◆ Work instruction
Repeat the stretch of entries below from the line with "let yield_count = draft.validate()?;" through the line with "Catalog grouping, e.g.". Include both ends and add nothing.
──────── Exercise data
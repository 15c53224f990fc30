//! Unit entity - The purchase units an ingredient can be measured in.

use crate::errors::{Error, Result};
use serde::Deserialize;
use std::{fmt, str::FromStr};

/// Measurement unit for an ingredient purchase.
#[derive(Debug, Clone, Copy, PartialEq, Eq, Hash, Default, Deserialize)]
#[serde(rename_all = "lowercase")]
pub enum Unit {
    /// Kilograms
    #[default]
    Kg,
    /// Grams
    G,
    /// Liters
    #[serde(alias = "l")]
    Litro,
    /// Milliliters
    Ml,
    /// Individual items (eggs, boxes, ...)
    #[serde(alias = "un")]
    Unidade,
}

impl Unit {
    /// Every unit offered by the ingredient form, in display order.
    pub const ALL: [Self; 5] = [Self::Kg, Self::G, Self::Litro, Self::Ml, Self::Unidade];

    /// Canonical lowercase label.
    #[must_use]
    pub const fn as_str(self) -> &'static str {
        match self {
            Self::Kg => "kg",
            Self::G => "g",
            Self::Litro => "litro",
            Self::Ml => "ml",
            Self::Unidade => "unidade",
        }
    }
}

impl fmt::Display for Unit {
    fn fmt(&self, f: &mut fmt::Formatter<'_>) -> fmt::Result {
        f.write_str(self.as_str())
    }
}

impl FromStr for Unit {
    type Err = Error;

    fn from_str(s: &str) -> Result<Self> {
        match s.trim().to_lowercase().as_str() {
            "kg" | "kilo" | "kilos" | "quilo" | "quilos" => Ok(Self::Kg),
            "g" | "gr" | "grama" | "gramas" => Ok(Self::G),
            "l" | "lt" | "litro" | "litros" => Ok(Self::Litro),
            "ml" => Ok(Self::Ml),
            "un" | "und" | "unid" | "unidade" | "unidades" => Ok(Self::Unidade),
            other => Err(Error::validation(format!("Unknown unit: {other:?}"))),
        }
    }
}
────────────────
──────── Exercise data
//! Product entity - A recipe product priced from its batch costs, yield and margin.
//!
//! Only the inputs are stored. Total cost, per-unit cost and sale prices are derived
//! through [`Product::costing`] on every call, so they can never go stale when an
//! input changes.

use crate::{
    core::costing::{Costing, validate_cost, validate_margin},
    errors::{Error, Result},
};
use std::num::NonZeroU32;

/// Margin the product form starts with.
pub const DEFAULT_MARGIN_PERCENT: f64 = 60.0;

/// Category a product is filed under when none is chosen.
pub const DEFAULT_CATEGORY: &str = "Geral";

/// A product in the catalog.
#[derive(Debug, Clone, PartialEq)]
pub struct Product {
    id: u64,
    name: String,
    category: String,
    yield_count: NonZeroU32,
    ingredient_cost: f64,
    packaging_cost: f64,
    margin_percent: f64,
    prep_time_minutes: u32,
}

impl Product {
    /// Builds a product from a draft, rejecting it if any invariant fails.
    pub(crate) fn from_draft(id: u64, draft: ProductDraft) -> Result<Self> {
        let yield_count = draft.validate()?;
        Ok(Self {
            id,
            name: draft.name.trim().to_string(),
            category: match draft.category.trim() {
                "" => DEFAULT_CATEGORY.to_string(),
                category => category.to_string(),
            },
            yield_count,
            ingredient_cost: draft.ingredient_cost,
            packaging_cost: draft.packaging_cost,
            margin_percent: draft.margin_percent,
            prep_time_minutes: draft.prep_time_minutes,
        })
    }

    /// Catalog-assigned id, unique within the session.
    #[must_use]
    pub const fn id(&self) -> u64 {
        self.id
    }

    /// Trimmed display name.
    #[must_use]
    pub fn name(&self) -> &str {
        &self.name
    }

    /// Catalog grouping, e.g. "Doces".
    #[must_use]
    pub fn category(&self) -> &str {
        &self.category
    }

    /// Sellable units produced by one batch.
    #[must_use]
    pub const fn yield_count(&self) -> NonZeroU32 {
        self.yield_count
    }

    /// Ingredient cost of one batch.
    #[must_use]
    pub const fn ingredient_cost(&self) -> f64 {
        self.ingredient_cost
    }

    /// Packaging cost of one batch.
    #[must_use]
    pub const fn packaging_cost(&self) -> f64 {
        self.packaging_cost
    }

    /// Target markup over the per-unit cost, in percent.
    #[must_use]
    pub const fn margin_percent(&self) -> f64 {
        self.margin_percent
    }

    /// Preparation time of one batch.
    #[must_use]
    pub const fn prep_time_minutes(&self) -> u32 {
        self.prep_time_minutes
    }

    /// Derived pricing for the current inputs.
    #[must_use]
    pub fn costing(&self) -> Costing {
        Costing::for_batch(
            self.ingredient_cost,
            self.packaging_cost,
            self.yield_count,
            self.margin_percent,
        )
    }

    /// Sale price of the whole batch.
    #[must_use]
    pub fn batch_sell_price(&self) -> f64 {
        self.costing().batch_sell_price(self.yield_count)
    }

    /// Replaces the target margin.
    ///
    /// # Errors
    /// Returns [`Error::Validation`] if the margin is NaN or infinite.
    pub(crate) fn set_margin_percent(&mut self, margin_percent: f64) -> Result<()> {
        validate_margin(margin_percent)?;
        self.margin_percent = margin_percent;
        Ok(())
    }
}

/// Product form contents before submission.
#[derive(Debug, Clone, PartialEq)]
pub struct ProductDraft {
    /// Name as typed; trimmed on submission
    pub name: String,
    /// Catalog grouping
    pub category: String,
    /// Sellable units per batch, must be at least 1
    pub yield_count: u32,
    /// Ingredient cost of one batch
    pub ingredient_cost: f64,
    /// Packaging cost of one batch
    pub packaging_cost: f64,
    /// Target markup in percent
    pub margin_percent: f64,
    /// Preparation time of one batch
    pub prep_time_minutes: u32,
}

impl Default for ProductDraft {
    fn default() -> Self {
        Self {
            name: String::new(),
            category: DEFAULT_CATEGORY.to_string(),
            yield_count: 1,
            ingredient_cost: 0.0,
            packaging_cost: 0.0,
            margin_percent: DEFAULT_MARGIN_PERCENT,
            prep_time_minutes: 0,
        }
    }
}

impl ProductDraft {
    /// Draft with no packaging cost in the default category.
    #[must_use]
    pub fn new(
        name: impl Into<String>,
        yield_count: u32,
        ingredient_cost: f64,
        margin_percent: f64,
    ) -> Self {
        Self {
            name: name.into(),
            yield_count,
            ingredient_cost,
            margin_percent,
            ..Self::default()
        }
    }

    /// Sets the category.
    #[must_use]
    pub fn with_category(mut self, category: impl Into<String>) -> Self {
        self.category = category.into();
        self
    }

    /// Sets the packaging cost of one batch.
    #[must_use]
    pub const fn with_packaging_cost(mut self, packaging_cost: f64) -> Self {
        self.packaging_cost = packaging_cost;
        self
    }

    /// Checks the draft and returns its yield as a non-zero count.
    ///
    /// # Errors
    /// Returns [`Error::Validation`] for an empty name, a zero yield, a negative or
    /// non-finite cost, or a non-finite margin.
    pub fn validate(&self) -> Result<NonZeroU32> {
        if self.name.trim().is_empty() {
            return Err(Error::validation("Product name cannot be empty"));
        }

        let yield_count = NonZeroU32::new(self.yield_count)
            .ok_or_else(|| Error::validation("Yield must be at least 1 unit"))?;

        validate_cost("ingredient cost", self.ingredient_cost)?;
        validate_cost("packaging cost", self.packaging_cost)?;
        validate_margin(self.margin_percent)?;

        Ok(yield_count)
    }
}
────────────────
◆ Problem solution
        let yield_count = draft.validate()?;
        Ok(Self {
            id,
            name: draft.name.trim().to_string(),
            category: match draft.category.trim() {
                "" => DEFAULT_CATEGORY.to_string(),
                category => category.to_string(),
            },
            yield_count,
            ingredient_cost: draft.ingredient_cost,
            packaging_cost: draft.packaging_cost,
            margin_percent: draft.margin_percent,
            prep_time_minutes: draft.prep_time_minutes,
        })
    }

    /// Catalog-assigned id, unique within the session.
    #[must_use]
    pub const fn id(&self) -> u64 {
        self.id
    }

    /// Trimmed display name.
    #[must_use]
    pub fn name(&self) -> &str {
        &self.name
    }

    /// Catalog grouping, e.g. "Doces".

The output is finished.